▶ Task item
Your answer should consist solely of the lines from the first line of the data through the line with "pub fn hint(msg: &str)", each reproduced exactly.

### Dataset entries

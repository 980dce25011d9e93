use colored::Colorize;
use ebkit::Outcome;
use serde_json::Value;

/// Print an info message
pub fn info(msg: &str) {
    println!("{} {}", "ℹ".blue(), msg);
}

/// Print a success message
pub fn success(msg: &str) {
    println!("{} {}", "✓".green(), msg);
}

/// Print a warning message
pub fn warn(msg: &str) {
    println!("{} {}", "⚠".yellow(), msg);
}

/// Print a dim hint on stderr
pub fn hint(msg: &str) {
    eprintln!("  {}", msg.dimmed());
}

/// Print a dim/muted message
pub fn dim(msg: &str) {
    println!("  {}", msg.dimmed());
}

/// Print a header/title
pub fn header(title: &str) {
    println!();
    println!("{}", title.bold());
    println!("{}", "─".repeat(title.chars().count()).dimmed());
}

/// Print a key-value pair
pub fn kv(key: &str, value: &str) {
    println!("  {}: {}", key.dimmed(), value);
}

// ============================================================================
// Outcome Rendering
// ============================================================================

/// Fields worth showing for a resource, in display order
const SUMMARY_FIELDS: [&str; 9] = [
    "ApplicationName",
    "EnvironmentName",
    "TemplateName",
    "VersionLabel",
    "label",
    "Status",
    "Health",
    "CNAME",
    "Description",
];

/// One-line summary of a resource
pub fn resource_line(resource: &Value) -> String {
    SUMMARY_FIELDS
        .iter()
        .filter_map(|key| resource.get(key).and_then(Value::as_str))
        .collect::<Vec<_>>()
        .join("  ")
}

/// Print an outcome for humans
pub fn outcome(outcome: &Outcome, check: bool) {
    let fallback = match (outcome.changed, check) {
        (true, true) => "Changes pending",
        (true, false) => "Changed",
        (false, _) => "No changes",
    };
    let message = outcome.output.as_deref().unwrap_or(fallback);
    match (outcome.changed, check) {
        (true, true) => warn(message),
        (true, false) => success(message),
        (false, _) => info(message),
    }

    for change in &outcome.updates {
        kv(&change.key, &format!("{} → {}", change.old.dimmed(), change.new));
    }

    if let Some(resource) = &outcome.resource {
        for key in SUMMARY_FIELDS {
            if let Some(value) = resource.get(key).and_then(Value::as_str) {
                kv(key, value);
            }
        }
    }

    if let Some(resources) = &outcome.resources {
        header(&format!("{} resource(s)", resources.len()));
        for resource in resources {
            dim(&resource_line(resource));
        }
    }
}

// ============================================================================
// Tests
// ============================================================================
//! Application commands.

use anyhow::Result;
use ebkit::ApplicationSpec;

use super::{apply, client, emit, required};
use crate::Context;
use crate::cli::{AppArgs, AppState, target};

pub fn run(ctx: &Context, args: AppArgs) -> Result<()> {
    let client = client(ctx)?;
    match args.state {
        AppState::List => emit(ctx, &client.list_applications(args.name.as_deref())?),
        state => {
            let name = required(args.name, "--name", "present/absent")?;
            let spec = ApplicationSpec {
                application_name: name,
                description: args.description,
            };
            let target = target(state == AppState::Present);
            apply(ctx, None, |apply| client.application(apply, &spec, target))
        }
    }
}
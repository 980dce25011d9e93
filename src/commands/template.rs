//! Configuration template commands.

use anyhow::Result;
use ebkit::TemplateSpec;

use super::{apply, client, desired_settings, emit, parse_tags, required};
use crate::Context;
use crate::cli::{ResourceState, TemplateArgs, target};

pub fn run(ctx: &Context, args: TemplateArgs) -> Result<()> {
    let client = client(ctx)?;
    match args.state {
        ResourceState::List => emit(ctx, &client.list_templates(&args.app, args.name.as_deref())?),
        ResourceState::Details => {
            let name = required(args.name, "--name", "details")?;
            emit(ctx, &client.template_details(&args.app, &name)?)
        }
        state => {
            let name = required(args.name, "--name", "present/absent")?;
            let spec = TemplateSpec {
                application_name: args.app,
                template_name: name,
                description: args.description,
                solution_stack_name: args.solution_stack_name,
                option_settings: desired_settings(
                    &args.option_settings,
                    args.settings_file.as_deref(),
                )?,
                tags: parse_tags(&args.tags)?,
            };
            let target = target(state == ResourceState::Present);
            apply(ctx, None, |apply| client.template(apply, &spec, target))
        }
    }
}
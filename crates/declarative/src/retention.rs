//! Retention selection for versioned artifacts
//!
//! Picks stale versions for deletion under an age limit, a count limit, or
//! both. Anything referenced by a live deployment is never selected.

use chrono::{DateTime, Duration, Utc};
use serde::{Deserialize, Serialize};
use std::collections::BTreeSet;

/// Labels currently referenced by a live deployment
pub type DeployedSet = BTreeSet<String>;

/// A versioned artifact as seen by the retention selector
#[derive(Debug, Clone, PartialEq, Eq, Serialize, Deserialize)]
pub struct VersionRecord {
    /// Version label, unique within an application
    pub label: String,
    /// When the version was created
    pub date_created: DateTime<Utc>,
    /// When the version was last updated
    pub date_updated: DateTime<Utc>,
    /// Where the backing artifact lives, if known
    pub source_location: Option<String>,
}

/// Age and/or count limits; at least one is always set
#[derive(Debug, Clone, Copy, PartialEq, Eq, Serialize, Deserialize)]
#[serde(rename_all = "snake_case")]
pub enum RetentionPolicy {
    /// Keep versions updated within the last N days
    Age { days_to_store: u32 },
    /// Keep the newest N versions
    Count { files_to_store: u32 },
    /// Apply both limits, using whichever selects fewer versions
    Both { days_to_store: u32, files_to_store: u32 },
}

impl RetentionPolicy {
    /// Build a policy from optional limits
    ///
    /// Returns `None` when neither limit is set; cleanup is then a no-op.
    pub fn new(days_to_store: Option<u32>, files_to_store: Option<u32>) -> Option<Self> {
        match (days_to_store, files_to_store) {
            (Some(days_to_store), Some(files_to_store)) => Some(Self::Both {
                days_to_store,
                files_to_store,
            }),
            (Some(days_to_store), None) => Some(Self::Age { days_to_store }),
            (None, Some(files_to_store)) => Some(Self::Count { files_to_store }),
            (None, None) => None,
        }
    }

    /// Age limit in days, if any
    pub fn days_to_store(&self) -> Option<u32> {
        match self {
            Self::Age { days_to_store } | Self::Both { days_to_store, .. } => Some(*days_to_store),
            Self::Count { .. } => None,
        }
    }

    /// Count limit, if any
    pub fn files_to_store(&self) -> Option<u32> {
        match self {
            Self::Count { files_to_store } | Self::Both { files_to_store, .. } => {
                Some(*files_to_store)
            }
            Self::Age { .. } => None,
        }
    }
}

/// Versions not referenced by a deployment, newest update first
fn candidates<'a>(versions: &'a [VersionRecord], deployed: &DeployedSet) -> Vec<&'a VersionRecord> {
    let mut remaining: Vec<&VersionRecord> = versions
        .iter()
        .filter(|v| !deployed.contains(&v.label))
        .collect();
    remaining.sort_by(|a, b| b.date_updated.cmp(&a.date_updated));
    remaining
}

/// Undeployed versions last updated more than `days_to_store` days before `now`
pub fn select_by_age<'a>(
    versions: &'a [VersionRecord],
    deployed: &DeployedSet,
    days_to_store: u32,
    now: DateTime<Utc>,
) -> Vec<&'a VersionRecord> {
    let cutoff = now - Duration::days(i64::from(days_to_store));
    candidates(versions, deployed)
        .into_iter()
        .filter(|v| v.date_updated < cutoff)
        .collect()
}

/// Undeployed versions beyond the newest `files_to_store`
pub fn select_by_count<'a>(
    versions: &'a [VersionRecord],
    deployed: &DeployedSet,
    files_to_store: u32,
) -> Vec<&'a VersionRecord> {
    let keep = usize::try_from(files_to_store).unwrap_or(usize::MAX);
    candidates(versions, deployed)
        .into_iter()
        .skip(keep)
        .collect()
}

/// Select versions to delete under `policy`
///
/// With both limits set, each is evaluated on its own and the smaller
/// selection wins (the count-based one on a tie). Returns `None` when nothing
/// is eligible.
pub fn select_for_cleanup(
    versions: &[VersionRecord],
    deployed: &DeployedSet,
    policy: RetentionPolicy,
    now: DateTime<Utc>,
) -> Option<Vec<VersionRecord>> {
    let selected = match policy {
        RetentionPolicy::Age { days_to_store } => {
            select_by_age(versions, deployed, days_to_store, now)
        }
        RetentionPolicy::Count { files_to_store } => {
            select_by_count(versions, deployed, files_to_store)
        }
        RetentionPolicy::Both {
            days_to_store,
            files_to_store,
        } => {
            let by_age = select_by_age(versions, deployed, days_to_store, now);
            let by_count = select_by_count(versions, deployed, files_to_store);
            log::debug!(
                "Retention candidates: {} by age, {} by count",
                by_age.len(),
                by_count.len()
            );
            if by_age.len() < by_count.len() {
                by_age
            } else {
                by_count
            }
        }
    };

    if selected.is_empty() {
        None
    } else {
        Some(selected.into_iter().cloned().collect())
    }
}

#[cfg(test)]
mod tests {
    use super::*;
    use chrono::TimeZone;
    use proptest::prelude::*;

    fn now() -> DateTime<Utc> {
        Utc.with_ymd_and_hms(2024, 6, 1, 12, 0, 0).unwrap()
    }

    fn version(label: &str, days_old: i64) -> VersionRecord {
        let at = now() - Duration::days(days_old);
        VersionRecord {
            label: label.to_string(),
            date_created: at,
            date_updated: at,
            source_location: Some(format!("s3://artifacts/{label}.zip")),
        }
    }

    fn labels(selected: &[VersionRecord]) -> Vec<&str> {
        selected.iter().map(|v| v.label.as_str()).collect()
    }

    fn deployed(labels: &[&str]) -> DeployedSet {
        labels.iter().map(|s| (*s).to_string()).collect()
    }

    #[test]
    fn test_policy_requires_a_limit() {
        assert_eq!(RetentionPolicy::new(None, None), None);
        assert_eq!(
            RetentionPolicy::new(Some(7), None),
            Some(RetentionPolicy::Age { days_to_store: 7 })
        );
        let both = RetentionPolicy::new(Some(7), Some(3)).unwrap();
        assert_eq!(both.days_to_store(), Some(7));
        assert_eq!(both.files_to_store(), Some(3));
    }

    #[test]
    fn test_count_keeps_newest_and_selects_rest() {
        let versions = vec![
            version("v5", 1),
            version("v4", 2),
            version("v3", 3),
            version("v2", 4),
            version("v1", 5),
        ];
        let policy = RetentionPolicy::new(None, Some(3)).unwrap();
        let selected = select_for_cleanup(&versions, &DeployedSet::new(), policy, now()).unwrap();
        assert_eq!(labels(&selected), vec!["v2", "v1"]);
    }

    #[test]
    fn test_count_sorts_by_date_updated() {
        let mut old_but_touched = version("v1", 30);
        old_but_touched.date_updated = now();
        let versions = vec![version("v3", 3), old_but_touched, version("v2", 10)];

        let selected = select_by_count(&versions, &DeployedSet::new(), 1);
        let selected: Vec<_> = selected.iter().map(|v| v.label.as_str()).collect();
        assert_eq!(selected, vec!["v3", "v2"]);
    }

    #[test]
    fn test_count_never_selects_deployed() {
        let versions = vec![
            version("v5", 1),
            version("v4", 2),
            version("v3", 3),
            version("v2", 4),
            version("v1", 5),
        ];
        let policy = RetentionPolicy::new(None, Some(3)).unwrap();
        let selected = select_for_cleanup(&versions, &deployed(&["v1"]), policy, now()).unwrap();
        assert!(!labels(&selected).contains(&"v1"));
        assert_eq!(labels(&selected), vec!["v2"]);
    }

    #[test]
    fn test_age_selects_strictly_older_than_cutoff() {
        let versions = vec![version("fresh", 1), version("edge", 10), version("stale", 11)];
        let policy = RetentionPolicy::new(Some(10), None).unwrap();
        let selected = select_for_cleanup(&versions, &DeployedSet::new(), policy, now()).unwrap();
        assert_eq!(labels(&selected), vec!["stale"]);
    }

    #[test]
    fn test_age_never_selects_deployed() {
        let versions = vec![version("a", 40), version("b", 50)];
        let policy = RetentionPolicy::new(Some(30), None).unwrap();
        let selected = select_for_cleanup(&versions, &deployed(&["a"]), policy, now()).unwrap();
        assert_eq!(labels(&selected), vec!["b"]);
    }

    #[test]
    fn test_both_returns_smaller_selection() {
        // by age: {A, B, C}; by count (keep 2 of D, A, B, C): {B, C}
        let versions = vec![
            version("D", 1),
            version("A", 40),
            version("B", 50),
            version("C", 60),
        ];
        let policy = RetentionPolicy::new(Some(30), Some(2)).unwrap();
        let selected = select_for_cleanup(&versions, &DeployedSet::new(), policy, now()).unwrap();
        assert_eq!(labels(&selected), vec!["B", "C"]);
    }

    #[test]
    fn test_both_prefers_age_when_stricter() {
        let versions = vec![
            version("v4", 1),
            version("v3", 2),
            version("v2", 3),
            version("v1", 40),
        ];
        let policy = RetentionPolicy::new(Some(30), Some(1)).unwrap();
        let selected = select_for_cleanup(&versions, &DeployedSet::new(), policy, now()).unwrap();
        assert_eq!(labels(&selected), vec!["v1"]);
    }

    #[test]
    fn test_both_with_one_empty_dimension_selects_nothing() {
        let versions = vec![version("v2", 1), version("v1", 2)];
        let policy = RetentionPolicy::new(Some(30), Some(1)).unwrap();
        assert_eq!(
            select_for_cleanup(&versions, &DeployedSet::new(), policy, now()),
            None
        );
    }

    #[test]
    fn test_nothing_eligible_is_none() {
        let versions = vec![version("v1", 1)];
        let policy = RetentionPolicy::new(None, Some(5)).unwrap();
        assert_eq!(
            select_for_cleanup(&versions, &DeployedSet::new(), policy, now()),
            None
        );
        assert_eq!(select_for_cleanup(&[], &DeployedSet::new(), policy, now()), None);
    }

    #[test]
    fn test_keep_zero_selects_all_undeployed() {
        let versions = vec![version("v2", 1), version("v1", 2)];
        let selected = select_by_count(&versions, &deployed(&["v2"]), 0);
        assert_eq!(selected.len(), 1);
        assert_eq!(selected[0].label, "v1");
    }

    fn arb_versions() -> impl Strategy<Value = Vec<VersionRecord>> {
        prop::collection::vec(0i64..120, 0..20).prop_map(|ages| {
            ages.into_iter()
                .enumerate()
                .map(|(i, age)| version(&format!("v{i}"), age))
                .collect()
        })
    }

    proptest! {
        #[test]
        fn prop_deployed_never_selected(
            versions in arb_versions(),
            days in prop::option::of(0u32..90),
            files in prop::option::of(0u32..10),
            deployed_mask in prop::collection::vec(any::<bool>(), 20),
        ) {
            let deployed: DeployedSet = versions
                .iter()
                .zip(&deployed_mask)
                .filter(|(_, d)| **d)
                .map(|(v, _)| v.label.clone())
                .collect();

            if let Some(policy) = RetentionPolicy::new(days, files)
                && let Some(selected) = select_for_cleanup(&versions, &deployed, policy, now())
            {
                prop_assert!(!selected.is_empty());
                for v in &selected {
                    prop_assert!(!deployed.contains(&v.label));
                }
            }
        }

        #[test]
        fn prop_both_never_exceeds_either_dimension(
            versions in arb_versions(),
            days in 0u32..90,
            files in 0u32..10,
        ) {
            let deployed = DeployedSet::new();
            let by_age = select_by_age(&versions, &deployed, days, now()).len();
            let by_count = select_by_count(&versions, &deployed, files).len();
            let policy = RetentionPolicy::new(Some(days), Some(files)).unwrap();
            let both = select_for_cleanup(&versions, &deployed, policy, now())
                .map_or(0, |s| s.len());
            prop_assert!(both <= by_age);
            prop_assert!(both <= by_count);
        }
    }
}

######

▶ The answer
repository 980dce25011d9e93
use colored::Colorize;
use ebkit::Outcome;
use serde_json::Value;

/// Print an info message
pub fn info(msg: &str) {
    println!("{} {}", "ℹ".blue(), msg);
}

/// Print a success message
pub fn success(msg: &str) {
    println!("{} {}", "✓".green(), msg);
}

/// Print a warning message
pub fn warn(msg: &str) {
    println!("{} {}", "⚠".yellow(), msg);
}

/// Print a dim hint on stderr
pub fn hint(msg: &str) {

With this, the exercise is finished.